WHAT IS BEING ASKED
Report how many lines in the records carry the string "drain", and give no further text.

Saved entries
........
use tracing::warn;

use super::client::{Client, DownlinkId};
use super::observer::Observers;
use super::DownlinkError;
use crate::streamlet::{Dataflow, Handle, ListInput};
use crate::structure::{Record, Value};

/// Indexed operation carried in a list lane's event and command bodies.
#[derive(Clone, Debug, PartialEq)]
pub enum ListAction {
    Update { index: usize, value: Value },
    Insert { index: usize, value: Value },
    Remove { index: usize },
    Move { from: usize, to: usize },
    Clear,
    Take(usize),
    Drop(usize),
}

fn index(value: &Value) -> Option<usize> {
    value.as_i64().and_then(|n| usize::try_from(n).ok())
}

/// Effect of an applied action on one index.
#[derive(Clone, Debug, PartialEq)]
pub(crate) enum ListChange {
    Updated { index: usize, value: Value, old: Value },
    Removed { index: usize, old: Value },
}

impl ListAction {
    pub fn from_value(body: &Value) -> Option<ListAction> {
        let record = body.as_record()?;
        let header = record.header();
        let at = || index(header.get_str("index"));
        match record.tag()? {
            "update" => Some(ListAction::Update { index: at()?, value: record.body() }),
            "insert" => Some(ListAction::Insert { index: at()?, value: record.body() }),
            "remove" => Some(ListAction::Remove { index: at()? }),
            "move" => Some(ListAction::Move {
                from: index(header.get_str("from"))?,
                to: index(header.get_str("to"))?,
            }),
            "clear" => Some(ListAction::Clear),
            "take" => index(header).map(ListAction::Take),
            "drop" => index(header).map(ListAction::Drop),
            _ => None,
        }
    }

    pub fn to_value(&self) -> Value {
        let at = |tag: &str, index: usize| Record::new().with_attr(tag, Record::new().with_slot("index", index as u64));
        let record = match self {
            ListAction::Update { index, value } => {
                let mut record = at("update", *index);
                record.push_body(value);
                record
            }
            ListAction::Insert { index, value } => {
                let mut record = at("insert", *index);
                record.push_body(value);
                record
            }
            ListAction::Remove { index } => at("remove", *index),
            ListAction::Move { from, to } => Record::new().with_attr(
                "move",
                Record::new().with_slot("from", *from as u64).with_slot("to", *to as u64),
            ),
            ListAction::Clear => Record::new().with_attr("clear", Value::Extant),
            ListAction::Take(n) => Record::new().with_attr("take", *n as u64),
            ListAction::Drop(n) => Record::new().with_attr("drop", *n as u64),
        };
        Value::Record(record)
    }

    /// Applies the action; an out-of-range index leaves `items` untouched.
    pub(crate) fn apply_to(&self, items: &mut Vec<Value>) -> Option<Vec<ListChange>> {
        let len = items.len();
        let changes = match self {
            ListAction::Update { index, value } if *index < len => {
                let old = std::mem::replace(&mut items[*index], value.clone());
                vec![ListChange::Updated { index: *index, value: value.clone(), old }]
            }
            // updating one past the end appends
            ListAction::Update { index, value } | ListAction::Insert { index, value } if *index <= len => {
                items.insert(*index, value.clone());
                vec![ListChange::Updated { index: *index, value: value.clone(), old: Value::Absent }]
            }
            ListAction::Remove { index } if *index < len => {
                vec![ListChange::Removed { index: *index, old: items.remove(*index) }]
            }
            ListAction::Move { from, to } if *from < len && *to < len => {
                let item = items.remove(*from);
                items.insert(*to, item);
                Vec::new()
            }
            ListAction::Clear => drain(items, 0..len),
            ListAction::Take(n) => drain(items, (*n).min(len)..len),
            ListAction::Drop(n) => drain(items, 0..(*n).min(len)),
            _ => return None,
        };
        Some(changes)
    }
}

fn drain(items: &mut Vec<Value>, range: std::ops::Range<usize>) -> Vec<ListChange> {
    let start = range.start;
    items
        .drain(range)
        .enumerate()
        .map(|(offset, old)| ListChange::Removed { index: start + offset, old })
        .collect()
}

/// Handle to a downlink whose state is an ordered sequence.
#[derive(Copy, Clone, Debug, PartialEq, Eq)]
pub struct ListDownlink {
    pub(crate) id: DownlinkId,
    pub(crate) outlet: Handle<ListInput>,
}

impl ListDownlink {
    pub fn id(&self) -> DownlinkId {
        self.id
    }

    /// Graph node keyed by item index; its whole value is a record of
    /// positional items.
    pub fn outlet(&self) -> Handle<ListInput> {
        self.outlet
    }

    pub fn get(&self, client: &mut Client) -> Value {
        client.graph_mut().get(self.outlet)
    }

    pub fn get_index(&self, client: &mut Client, index: usize) -> Value {
        client.graph_mut().get_key(self.outlet, &Value::from(index as u64))
    }

    pub fn push(&self, client: &mut Client, value: impl Into<Value>) -> Result<(), DownlinkError> {
        let index = self.len(client);
        client.apply_list(self.id, ListAction::Insert { index, value: value.into() })
    }

    pub fn set(&self, client: &mut Client, index: usize, value: impl Into<Value>) -> Result<(), DownlinkError> {
        client.apply_list(self.id, ListAction::Update { index, value: value.into() })
    }

    pub fn remove(&self, client: &mut Client, index: usize) -> Result<(), DownlinkError> {
        client.apply_list(self.id, ListAction::Remove { index })
    }

    pub fn len(&self, client: &Client) -> usize {
        client.graph().node(self.outlet).map_or(0, ListInput::len)
    }
}

pub(crate) struct ListModel {
    pub(crate) outlet: Handle<ListInput>,
    items: Vec<Value>,
    staged: Option<Vec<Value>>,
}

impl ListModel {
    pub(crate) fn new(outlet: Handle<ListInput>) -> Self {
        ListModel { outlet, items: Vec::new(), staged: None }
    }

    pub(crate) fn begin_sync(&mut self) {
        self.staged = Some(Vec::new());
    }

    pub(crate) fn abort_sync(&mut self) {
        self.staged = None;
    }

    fn publish(&self, graph: &mut Dataflow) {
        self.outlet.replace(graph, self.items.clone());
    }

    pub(crate) fn apply(&mut self, graph: &mut Dataflow, action: &ListAction, observers: &mut Observers) {
        let target = self.staged.as_mut().unwrap_or(&mut self.items);
        let Some(changes) = action.apply_to(target) else {
            warn!(?action, len = target.len(), "list action out of range");
            return;
        };
        if self.staged.is_some() {
            return;
        }
        self.publish(graph);
        for change in changes {
            match change {
                ListChange::Updated { index, value, old } => {
                    observers.each(|o| o.did_update(&Value::from(index as u64), &value, &old))
                }
                ListChange::Removed { index, old } => {
                    observers.each(|o| o.did_remove(&Value::from(index as u64), &old))
                }
            }
        }
    }

    pub(crate) fn on_synced(&mut self, graph: &mut Dataflow, observers: &mut Observers) {
        let Some(staged) = self.staged.take() else {
            return;
        };
        let old = std::mem::replace(&mut self.items, staged);
        self.publish(graph);
        for (index, value) in self.items.iter().enumerate() {
            let previous = old.get(index).cloned().unwrap_or_default();
            if previous != *value {
                observers.each(|o| o.did_update(&Value::from(index as u64), value, &previous));
            }
        }
        for (index, previous) in old.iter().enumerate().skip(self.items.len()) {
            observers.each(|o| o.did_remove(&Value::from(index as u64), previous));
        }
    }
}

#[cfg(test)]
mod tests {
    use super::*;
    use crate::recon;

    fn values(items: &[i32]) -> Vec<Value> {
        items.iter().copied().map(Value::from).collect()
    }

    #[test]
    fn test_apply_actions() {
        let mut items = values(&[1, 2, 3]);
        assert!(ListAction::Insert { index: 1, value: Value::from(9) }.apply_to(&mut items).is_some());
        assert_eq!(items, values(&[1, 9, 2, 3]));
        ListAction::Move { from: 0, to: 3 }.apply_to(&mut items);
        assert_eq!(items, values(&[9, 2, 3, 1]));
        ListAction::Update { index: 4, value: Value::from(5) }.apply_to(&mut items);
        assert_eq!(items, values(&[9, 2, 3, 1, 5]));
        assert_eq!(ListAction::Remove { index: 7 }.apply_to(&mut items), None);
        let removed = ListAction::Drop(2).apply_to(&mut items).unwrap();
        assert_eq!(removed.len(), 2);
        assert_eq!(items, values(&[3, 1, 5]));
        ListAction::Take(1).apply_to(&mut items);
        assert_eq!(items, values(&[3]));
    }

    #[test]
    fn test_actions_round_trip_through_recon() {
        for action in [
            ListAction::Update { index: 0, value: Value::from("a") },
            ListAction::Insert { index: 2, value: Value::Record(Record::new().with_slot("x", 1).with_slot("y", 2)) },
            ListAction::Remove { index: 1 },
            ListAction::Move { from: 3, to: 0 },
            ListAction::Clear,
            ListAction::Take(4),
        ] {
            let text = recon::write(&action.to_value());
            assert_eq!(ListAction::from_value(&recon::parse(&text).unwrap()), Some(action), "{}", text);
        }
    }
}
use std::collections::BTreeMap;

use super::client::{Client, DownlinkId};
use super::observer::Observers;
use super::DownlinkError;
use crate::streamlet::{Dataflow, Handle, MapInput};
use crate::structure::{Record, Value};

/// Keyed operation carried in a map lane's event and command bodies.
#[derive(Clone, Debug, PartialEq)]
pub enum MapAction {
    Update { key: Value, value: Value },
    Remove { key: Value },
    Clear,
    /// Keep the first `n` keys
    Take(usize),
    /// Discard the first `n` keys
    Drop(usize),
}

fn count(header: &Value) -> Option<usize> {
    header.as_i64().and_then(|n| usize::try_from(n).ok())
}

impl MapAction {
    pub fn from_value(body: &Value) -> Option<MapAction> {
        let record = body.as_record()?;
        let header = record.header();
        let key = || Some(header.get_str("key").clone()).filter(Value::is_defined);
        match record.tag()? {
            "update" => Some(MapAction::Update { key: key()?, value: record.body() }),
            "remove" => Some(MapAction::Remove { key: key()? }),
            "clear" => Some(MapAction::Clear),
            "take" => count(header).map(MapAction::Take),
            "drop" => count(header).map(MapAction::Drop),
            _ => None,
        }
    }

    pub fn to_value(&self) -> Value {
        let keyed = |tag: &str, key: &Value| Record::new().with_attr(tag, Record::new().with_slot("key", key.clone()));
        let record = match self {
            MapAction::Update { key, value } => {
                let mut record = keyed("update", key);
                record.push_body(value);
                record
            }
            MapAction::Remove { key } => keyed("remove", key),
            MapAction::Clear => Record::new().with_attr("clear", Value::Extant),
            MapAction::Take(n) => Record::new().with_attr("take", *n as u64),
            MapAction::Drop(n) => Record::new().with_attr("drop", *n as u64),
        };
        Value::Record(record)
    }

    /// Applies the action to a plain map, returning the removed entries.
    pub(crate) fn apply_to(&self, map: &mut BTreeMap<Value, Value>) -> Vec<(Value, Value)> {
        let doomed: Vec<Value> = match self {
            MapAction::Update { key, value } => {
                map.insert(key.clone(), value.clone());
                Vec::new()
            }
            MapAction::Remove { key } => vec![key.clone()],
            MapAction::Clear => map.keys().cloned().collect(),
            MapAction::Take(n) => map.keys().skip(*n).cloned().collect(),
            MapAction::Drop(n) => map.keys().take(*n).cloned().collect(),
        };
        doomed
            .into_iter()
            .filter_map(|key| map.remove(&key).map(|old| (key, old)))
            .collect()
    }
}

/// Handle to a downlink whose state is a key-ordered map.
#[derive(Copy, Clone, Debug, PartialEq, Eq)]
pub struct MapDownlink {
    pub(crate) id: DownlinkId,
    pub(crate) outlet: Handle<MapInput>,
}

impl MapDownlink {
    pub fn id(&self) -> DownlinkId {
        self.id
    }

    pub fn outlet(&self) -> Handle<MapInput> {
        self.outlet
    }

    pub fn get(&self, client: &mut Client, key: &Value) -> Value {
        client.graph_mut().get_key(self.outlet, key)
    }

    pub fn snapshot(&self, client: &mut Client) -> Value {
        client.graph_mut().get(self.outlet)
    }

    pub fn update(&self, client: &mut Client, key: impl Into<Value>, value: impl Into<Value>) -> Result<(), DownlinkError> {
        client.apply_map(self.id, MapAction::Update { key: key.into(), value: value.into() })
    }

    pub fn remove(&self, client: &mut Client, key: impl Into<Value>) -> Result<(), DownlinkError> {
        client.apply_map(self.id, MapAction::Remove { key: key.into() })
    }

    pub fn clear(&self, client: &mut Client) -> Result<(), DownlinkError> {
        client.apply_map(self.id, MapAction::Clear)
    }
}

pub(crate) struct MapModel {
    pub(crate) outlet: Handle<MapInput>,
    staged: Option<BTreeMap<Value, Value>>,
}

impl MapModel {
    pub(crate) fn new(outlet: Handle<MapInput>) -> Self {
        MapModel { outlet, staged: None }
    }

    pub(crate) fn begin_sync(&mut self) {
        self.staged = Some(BTreeMap::new());
    }

    pub(crate) fn abort_sync(&mut self) {
        self.staged = None;
    }

    fn current(&self, graph: &Dataflow) -> BTreeMap<Value, Value> {
        graph
            .node(self.outlet)
            .map(|map| map.iter().map(|(k, v)| (k.clone(), v.clone())).collect())
            .unwrap_or_default()
    }

    pub(crate) fn apply(&mut self, graph: &mut Dataflow, action: &MapAction, observers: &mut Observers) {
        if let Some(staged) = self.staged.as_mut() {
            action.apply_to(staged);
            return;
        }
        match action {
            MapAction::Update { key, value } => {
                let old = self.outlet.update(graph, key.clone(), value.clone());
                observers.each(|o| o.did_update(key, value, &old));
            }
            _ => {
                let mut map = self.current(graph);
                for (key, old) in action.apply_to(&mut map) {
                    self.outlet.remove(graph, &key);
                    observers.each(|o| o.did_remove(&key, &old));
                }
            }
        }
    }

    /// Replaces the visible map with the synced one, reporting differences.
    pub(crate) fn on_synced(&mut self, graph: &mut Dataflow, observers: &mut Observers) {
        let Some(staged) = self.staged.take() else {
            return;
        };
        let current = self.current(graph);
        for (key, old) in &current {
            if !staged.contains_key(key) {
                observers.each(|o| o.did_remove(key, old));
            }
        }
        for (key, value) in &staged {
            match current.get(key) {
                Some(old) if old == value => {}
                old => {
                    let old = old.cloned().unwrap_or_default();
                    observers.each(|o| o.did_update(key, value, &old));
                }
            }
        }
        self.outlet.replace(graph, staged);
    }
}

#[cfg(test)]
mod tests {
    use super::*;
    use crate::recon;

    #[test]
    fn test_actions_parse_from_recon() {
        let update = recon::parse("@update(key:kitchen) {on:true,level:3}").unwrap();
        assert_eq!(
            MapAction::from_value(&update),
            Some(MapAction::Update {
                key: Value::from("kitchen"),
                value: Value::Record(Record::new().with_slot("on", true).with_slot("level", 3)),
            })
        );
        let remove = recon::parse("@remove(key:kitchen)").unwrap();
        assert_eq!(MapAction::from_value(&remove), Some(MapAction::Remove { key: Value::from("kitchen") }));
        assert_eq!(MapAction::from_value(&recon::parse("@take(2)").unwrap()), Some(MapAction::Take(2)));
        assert_eq!(MapAction::from_value(&recon::parse("@update(level:1) 2").unwrap()), None);
        assert_eq!(MapAction::from_value(&Value::from(1)), None);
    }

    #[test]
    fn test_actions_write_back() {
        for action in [
            MapAction::Update { key: Value::from("a"), value: Value::from(1) },
            MapAction::Update { key: Value::from(2), value: Value::Record(Record::new().with_slot("x", 1)) },
            MapAction::Remove { key: Value::from("a") },
            MapAction::Clear,
            MapAction::Drop(3),
        ] {
            let text = recon::write(&action.to_value());
            assert_eq!(MapAction::from_value(&recon::parse(&text).unwrap()), Some(action), "{}", text);
        }
    }

    #[test]
    fn test_take_and_drop_follow_key_order() {
        let mut map: BTreeMap<Value, Value> = (1..=4).map(|i| (Value::from(i), Value::from(i * 10))).collect();
        let removed = MapAction::Drop(1).apply_to(&mut map);
        assert_eq!(removed, vec![(Value::from(1), Value::from(10))]);
        let removed = MapAction::Take(2).apply_to(&mut map);
        assert_eq!(removed, vec![(Value::from(4), Value::from(40))]);
        assert_eq!(map.keys().cloned().collect::<Vec<_>>(), vec![Value::from(2), Value::from(3)]);
    }
}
........
TASK RESPONSE
5